[Start of section]

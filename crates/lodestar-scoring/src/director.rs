//! The score director: working solution, incremental state, mutation hooks.

use std::sync::Arc;

use tracing::trace;

use lodestar_core::domain::{ShadowPropagator, Solution};
use lodestar_core::error::{Result, SolverError};
use lodestar_core::score::Score;
use lodestar_core::Value;

use crate::analysis::{ConstraintAnalysis, ScoreExplanation};
use crate::constraint::IncrementalConstraint;
use crate::set::ConstraintSet;

/// How thoroughly the director double-checks itself while solving.
#[derive(Debug, Clone, Copy, PartialEq, Eq, Default)]
pub enum EnvironmentMode {
    /// Incremental scoring only. Deterministic under a fixed seed.
    #[default]
    Reproducible,
    /// Recomputes every constraint from scratch after each mutation and
    /// fails with `ScoreCorruption` on the first divergence. Orders of
    /// magnitude slower; for tests and debugging.
    FullAssert,
}

/// Owns the working solution and keeps per-constraint incremental scores
/// consistent with it.
///
/// All mutations go through [`change_variable`](ScoreDirector::change_variable),
/// [`list_insert`](ScoreDirector::list_insert) and
/// [`list_remove`](ScoreDirector::list_remove). Each bracket retracts every
/// possibly-affected entity from the constraints sourcing its class, applies
/// the change, propagates shadows, then re-inserts. Weight and key closures
/// must read only fields of the entities their stream sources; reaching
/// across to unrelated entities would escape the retract bracket.
pub struct ScoreDirector<Sc: Score> {
    solution: Solution<Sc>,
    definitions: ConstraintSet<Sc>,
    constraints: Vec<Box<dyn IncrementalConstraint<Sc>>>,
    /// Cached score per constraint, same order as `constraints`.
    scores: Vec<Sc>,
    /// Constraint positions sourcing each entity class.
    by_class: Vec<Vec<usize>>,
    propagator: ShadowPropagator,
    mode: EnvironmentMode,
}

impl<Sc: Score> ScoreDirector<Sc> {
    /// Takes ownership of the solution, refreshes all shadows and builds
    /// the incremental state of every constraint.
    pub fn new(
        mut solution: Solution<Sc>,
        definitions: ConstraintSet<Sc>,
        mode: EnvironmentMode,
    ) -> Result<Self> {
        let propagator = ShadowPropagator::new(Arc::clone(solution.registry()));
        propagator.refresh_all(&mut solution);

        let class_count = solution.registry().entity_classes().len();
        let mut by_class = vec![Vec::new(); class_count];
        let mut constraints = Vec::with_capacity(definitions.len());
        let mut scores = Vec::with_capacity(definitions.len());
        for (pos, definition) in definitions.constraints().iter().enumerate() {
            for class in definition.source_classes() {
                by_class[class].push(pos);
            }
            let mut compiled = definition.compile();
            scores.push(compiled.initialize(&solution)?);
            constraints.push(compiled);
        }

        Ok(Self {
            solution,
            definitions,
            constraints,
            scores,
            by_class,
            propagator,
            mode,
        })
    }

    pub fn solution(&self) -> &Solution<Sc> {
        &self.solution
    }

    /// Hands the solution back, score stamped.
    pub fn into_solution(mut self) -> Result<Solution<Sc>> {
        let score = self.calculate_score()?;
        self.solution.score = Some(score);
        Ok(self.solution)
    }

    pub fn environment_mode(&self) -> EnvironmentMode {
        self.mode
    }

    pub fn constraint_set(&self) -> &ConstraintSet<Sc> {
        &self.definitions
    }

    /// Sums the cached per-constraint scores.
    pub fn calculate_score(&mut self) -> Result<Sc> {
        let mut total = Sc::zero();
        for (constraint, score) in self.constraints.iter().zip(&self.scores) {
            total = total.checked_add(score).ok_or_else(|| {
                SolverError::ScoreOverflow(constraint.constraint_ref().full_name())
            })?;
        }
        self.solution.score = Some(total);
        Ok(total)
    }

    /// A deep copy of the working solution, score stamped.
    pub fn snapshot(&mut self) -> Result<Solution<Sc>> {
        let score = self.calculate_score()?;
        let mut copy = self.solution.clone();
        copy.score = Some(score);
        Ok(copy)
    }

    /// Sets one basic (non-list) variable.
    pub fn change_variable(
        &mut self,
        class: usize,
        entity: usize,
        field: usize,
        value: Value,
    ) -> Result<()> {
        let affected = self.affected_by_basic_change(class, entity);
        self.retract(&affected)?;
        self.solution.entities[class][entity].fields[field] = value;
        self.propagator
            .after_basic_change(&mut self.solution, class, entity);
        self.insert(&affected)?;
        self.finish_mutation()
    }

    /// Inserts an element reference into a list variable at `position`.
    pub fn list_insert(
        &mut self,
        owner_class: usize,
        owner_idx: usize,
        owner_field: usize,
        position: usize,
        element: Value,
    ) -> Result<()> {
        let element_ref = element.as_entity_ref().ok_or_else(|| {
            SolverError::InvalidState("list elements must be entity references".into())
        })?;
        let (mut affected, len) = self.affected_by_list(owner_class, owner_idx, owner_field)?;
        if position > len {
            return Err(SolverError::InvalidState(format!(
                "list insert position {position} past length {len}"
            )));
        }
        if !affected.contains(&element_ref) {
            affected.push(element_ref);
        }

        self.retract(&affected)?;
        self.solution.entities[owner_class][owner_idx].fields[owner_field]
            .as_list_mut()
            .ok_or_else(|| list_field_error(owner_class, owner_field))?
            .insert(position, element);
        self.propagator.after_list_change(
            &mut self.solution,
            owner_class,
            owner_idx,
            owner_field,
            position,
            position + 1,
        );
        self.insert(&affected)?;
        self.finish_mutation()
    }

    /// Removes the element at `position` from a list variable, returning it
    /// with its membership shadows cleared.
    pub fn list_remove(
        &mut self,
        owner_class: usize,
        owner_idx: usize,
        owner_field: usize,
        position: usize,
    ) -> Result<Value> {
        let (affected, len) = self.affected_by_list(owner_class, owner_idx, owner_field)?;
        if position >= len {
            return Err(SolverError::InvalidState(format!(
                "list remove position {position} past length {len}"
            )));
        }

        self.retract(&affected)?;
        let removed = self.solution.entities[owner_class][owner_idx].fields[owner_field]
            .as_list_mut()
            .ok_or_else(|| list_field_error(owner_class, owner_field))?
            .remove(position);
        if let Some((ec, ei)) = removed.as_entity_ref() {
            self.propagator
                .clear_element_shadows(&mut self.solution, ec, ei);
        }
        self.propagator.after_list_change(
            &mut self.solution,
            owner_class,
            owner_idx,
            owner_field,
            position,
            position,
        );
        self.insert(&affected)?;
        self.finish_mutation()?;
        Ok(removed)
    }

    /// Per-constraint analysis of the current solution. Deterministically
    /// ordered, so repeated calls on an unchanged solution are identical.
    pub fn explain(&self) -> Result<ScoreExplanation<Sc>> {
        let mut analyses = Vec::with_capacity(self.constraints.len());
        for (constraint, score) in self.constraints.iter().zip(&self.scores) {
            analyses.push(ConstraintAnalysis {
                constraint_ref: constraint.constraint_ref().clone(),
                score: *score,
                matches: constraint.collect_matches(&self.solution)?,
            });
        }
        ScoreExplanation::from_analyses(analyses)
    }

    /// Compares every cached incremental score against a from-scratch
    /// recomputation.
    pub fn assert_score_integrity(&self) -> Result<()> {
        for (constraint, cached) in self.constraints.iter().zip(&self.scores) {
            let recomputed = constraint.evaluate(&self.solution)?;
            if *cached != recomputed {
                return Err(SolverError::ScoreCorruption {
                    constraint: constraint.constraint_ref().full_name(),
                    incremental: cached.to_string(),
                    recomputed: recomputed.to_string(),
                });
            }
        }
        Ok(())
    }

    fn finish_mutation(&mut self) -> Result<()> {
        if self.mode == EnvironmentMode::FullAssert {
            self.assert_score_integrity()?;
        }
        Ok(())
    }

    fn retract(&mut self, affected: &[(usize, usize)]) -> Result<()> {
        for &(class, entity) in affected {
            for i in 0..self.by_class[class].len() {
                let pos = self.by_class[class][i];
                let delta = self.constraints[pos].on_retract(&self.solution, class, entity)?;
                self.apply_delta(pos, delta)?;
            }
        }
        Ok(())
    }

    fn insert(&mut self, affected: &[(usize, usize)]) -> Result<()> {
        for &(class, entity) in affected {
            for i in 0..self.by_class[class].len() {
                let pos = self.by_class[class][i];
                let delta = self.constraints[pos].on_insert(&self.solution, class, entity)?;
                self.apply_delta(pos, delta)?;
            }
        }
        Ok(())
    }

    fn apply_delta(&mut self, pos: usize, delta: Sc) -> Result<()> {
        self.scores[pos] = self.scores[pos].checked_add(&delta).ok_or_else(|| {
            SolverError::ScoreOverflow(self.constraints[pos].constraint_ref().full_name())
        })?;
        trace!(
            constraint = %self.constraints[pos].constraint_ref().full_name(),
            score = %self.scores[pos],
            "constraint score updated"
        );
        Ok(())
    }

    /// The conservative superset of entities whose fields or shadows a
    /// basic-variable change can touch: the entity itself, plus every
    /// element of its owning list when the change can restart a cascade.
    fn affected_by_basic_change(&self, class: usize, entity: usize) -> Vec<(usize, usize)> {
        let mut affected = vec![(class, entity)];
        for plan in self.solution.registry().list_plans() {
            if plan.element_class != class || plan.cascades.is_empty() {
                continue;
            }
            for owner in &self.solution.entities[plan.owner_class] {
                let Some(list) = owner.fields[plan.owner_field].as_list() else {
                    continue;
                };
                if !list
                    .iter()
                    .any(|v| v.as_entity_ref() == Some((class, entity)))
                {
                    continue;
                }
                for member in list.iter().filter_map(Value::as_entity_ref) {
                    if !affected.contains(&member) {
                        affected.push(member);
                    }
                }
            }
        }
        affected
    }

    /// The owner plus every element currently in its list, and the list's
    /// current length.
    fn affected_by_list(
        &self,
        owner_class: usize,
        owner_idx: usize,
        owner_field: usize,
    ) -> Result<(Vec<(usize, usize)>, usize)> {
        let list = self.solution.entities[owner_class][owner_idx].fields[owner_field]
            .as_list()
            .ok_or_else(|| list_field_error(owner_class, owner_field))?;
        let mut affected = vec![(owner_class, owner_idx)];
        for member in list.iter().filter_map(Value::as_entity_ref) {
            if !affected.contains(&member) {
                affected.push(member);
            }
        }
        Ok((affected, list.len()))
    }
}

fn list_field_error(owner_class: usize, owner_field: usize) -> SolverError {
    SolverError::InvalidState(format!(
        "field {owner_field} of class {owner_class} is not a list variable"
    ))
}

impl<Sc: Score> std::fmt::Debug for ScoreDirector<Sc> {
    fn fmt(&self, f: &mut std::fmt::Formatter<'_>) -> std::fmt::Result {
        f.debug_struct("ScoreDirector")
            .field("constraints", &self.constraints.len())
            .field("mode", &self.mode)
            .finish()
    }
}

[End of section]

## Description of the task:
What lines in the data include the string "ScoreCorruption"? Copy each one.

## Your response:
    /// fails with `ScoreCorruption` on the first divergence. Orders of
                return Err(SolverError::ScoreCorruption {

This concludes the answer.